What Happens to Mayapple Tops

by Carl Strang

In recent winters I have been sharing photos of plants in that season. The featured species have been only a sample of those growing at Mayslake Forest Preserve, however, and I have begun to look at some of the ones that disappear before winter’s arrival. One example is the mayapple.

A mayapple plant in bloom

A mayapple plant in bloom

This colonial plant flowers in spring and produces fruits in late spring that are consumed by raccoons and other mammals which then disperse the seeds. In a wet year the leaves may then show signs of the mayapple rust, Puccinia podophylli.

The rust produces yellow spots on the leaves.

The rust produces yellow spots on the leaves.

By early July the leaves, especially well shaded ones, are beginning to senesce.

Leaves with browning edges

Leaves with browning edges

In early August some green leaves still may be found, but many have dried.

This stalk has one dried leaf, one largely green on August 5.

This stalk has one dried leaf, one largely green on August 5.

By early October, all the mayapple tops are reduced to dried stalks lying flat on the ground.

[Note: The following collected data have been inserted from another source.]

//! Operation results and non-fatal warnings.

use std::fmt;

use serde::Serialize;

use crate::model::{Artist, Artwork, Show};
use crate::notify::AcceptanceEvent;
use crate::store::Collection;

/// A non-fatal problem recorded while applying an operation.
///
/// The operation still succeeded for its primary entity; these flag
/// documents a reconciliation pass should look at.
#[derive(Debug, Clone, PartialEq, Eq, Serialize)]
#[serde(tag = "kind", rename_all = "snake_case")]
pub enum PartialApplicationWarning {
    /// A referenced document does not exist, so its update was skipped.
    MissingDocument { collection: Collection, id: String },

    /// The acceptance notification could not be handed off.
    NotificationFailed { artist_id: String, reason: String },
}

impl fmt::Display for PartialApplicationWarning {
    fn fmt(&self, f: &mut fmt::Formatter<'_>) -> fmt::Result {
        match self {
            PartialApplicationWarning::MissingDocument { collection, id } => {
                write!(f, "{} document '{}' is missing; its update was skipped", collection, id)
            }
            PartialApplicationWarning::NotificationFailed { artist_id, reason } => {
                write!(f, "notification for artist '{}' failed: {}", artist_id, reason)
            }
        }
    }
}

/// Result of a single-artwork operation.
#[derive(Debug, Clone, Serialize)]
pub struct AssignmentResult {
    /// Artwork as written.
    pub artwork: Artwork,
    /// Number of document writes issued.
    pub writes: usize,
    /// Non-fatal problems.
    pub warnings: Vec<PartialApplicationWarning>,
}

/// Result of an artist-level operation.
#[derive(Debug, Clone, Serialize)]
pub struct ArtistResult {
    /// Artist as written.
    pub artist: Artist,
    /// Artworks now accepted.
    pub accepted: Vec<String>,
    /// Artworks now rejected.
    pub rejected: Vec<String>,
    /// Number of document writes issued.
    pub writes: usize,
    /// Non-fatal problems.
    pub warnings: Vec<PartialApplicationWarning>,
    /// Notification emitted on acceptance, if any.
    #[serde(skip_serializing_if = "Option::is_none")]
    pub notification: Option<AcceptanceEvent>,
}

/// Result of a curation-order change.
#[derive(Debug, Clone, Serialize)]
pub struct OrderResult {
    /// Show as written.
    pub show: Show,
    /// Number of document writes issued.
    pub writes: usize,
    /// Non-fatal problems.
    pub warnings: Vec<PartialApplicationWarning>,
}

macro_rules! impl_clean {
    ($($ty:ty),+) => {
        $(impl $ty {
            /// Whether the operation completed without warnings.
            pub fn is_clean(&self) -> bool {
                self.warnings.is_empty()
            }
        })+
    };
}

impl_clean!(AssignmentResult, ArtistResult, OrderResult);
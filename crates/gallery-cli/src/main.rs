//! Gallery CLI - assignment consistency for exhibition curation.

mod cli;
mod commands;
mod server;

use clap::Parser;
use cli::{ArtworkAction, Cli, Commands};
use commands::Context;
use tracing_subscriber::EnvFilter;

fn main() {
    let cli = Cli::parse();
    init_logging(cli.verbose);

    let result = Context::from_cli(&cli).and_then(|ctx| run(cli.command, &ctx));

    if let Err(e) = result {
        eprintln!("Error: {}", e);
        std::process::exit(1);
    }
}

fn run(command: Commands, ctx: &Context) -> Result<(), Box<dyn std::error::Error>> {
    match command {
        Commands::Init { from, force } => commands::init::run(ctx, from, force),

        Commands::Artwork { action } => match action {
            ArtworkAction::Create { artist, id, title } => {
                commands::artwork::create(ctx, &artist, id, title)
            }
            ArtworkAction::Delete { artwork } => commands::artwork::delete(ctx, &artwork),
        },

        Commands::Assign {
            artwork,
            show,
            location,
        } => commands::assign::assign(ctx, &artwork, &show, location.as_deref()),

        Commands::Reject { artwork } => commands::assign::reject(ctx, &artwork),

        Commands::Reassign {
            artwork,
            show,
            location,
        } => commands::assign::reassign(ctx, &artwork, &show, location.as_deref()),

        Commands::AcceptArtist {
            artist,
            show,
            location,
            artworks,
        } => commands::artist::accept(ctx, &artist, &show, location.as_deref(), &artworks),

        Commands::RemoveArtist { artist } => commands::artist::remove(ctx, &artist),

        Commands::MarkShown { artwork, show } => commands::assign::mark_shown(ctx, &artwork, &show),

        Commands::Reorder { show, order } => commands::reorder::run(ctx, &show, &order),

        Commands::Show {
            collection,
            id,
            json,
        } => commands::inspect::run(ctx, collection.0, &id, json),

        Commands::Check { json } => commands::check::run(ctx, json),

        Commands::Export {
            show,
            output,
            format,
        } => commands::export::run(ctx, &show, output, format),

        Commands::History { restore } => commands::history::run(ctx, restore),

        Commands::Serve { port } => commands::serve::run(ctx, port),
    }
}

/// Log to stderr. `RUST_LOG` wins; otherwise warnings only, or engine
/// progress with `--verbose`.
fn init_logging(verbose: bool) {
    let default = if verbose { "info" } else { "warn" };
    let filter = EnvFilter::try_from_default_env().unwrap_or_else(|_| EnvFilter::new(default));

    tracing_subscriber::fmt()
        .with_env_filter(filter)
        .with_writer(std::io::stderr)
        .with_target(false)
        .init();
}
/// Keeps artworks, shows, locations and artists consistent with each other.
///
/// The engine is stateless apart from its configuration: it holds the store
/// behind an `Arc` and can be shared across threads.
///
/// # Example
///
/// ```no_run
/// use std::sync::Arc;
/// use gallery::{ConsistencyEngine, EngineConfig, MemoryStore};
///
/// let store = Arc::new(MemoryStore::load("gallery.json").unwrap());
/// let engine = ConsistencyEngine::new(store)
///     .with_config(EngineConfig::default().with_strict_order(false));
///
/// let result = engine.assign_artwork("A1", "s1", Some("l1")).unwrap();
/// for warning in &result.warnings {
///     eprintln!("warning: {}", warning);
/// }
/// ```
pub struct ConsistencyEngine {
    store: Arc<dyn DocumentStore>,
    config: EngineConfig,
    notifier: Option<Arc<dyn NotificationHook>>,
}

Parts of three mayapple stalks are in this photo. The leaf blades are gone. The stalks are yellowish brown and grooved.

Parts of three mayapple stalks are in this photo. The leaf blades are gone. The stalks are yellowish brown and grooved.

By winter, one would be hard pressed to recognize any trace of this plant in the leaf litter. The roots are ready, though, to send up new shoots when spring rolls around again.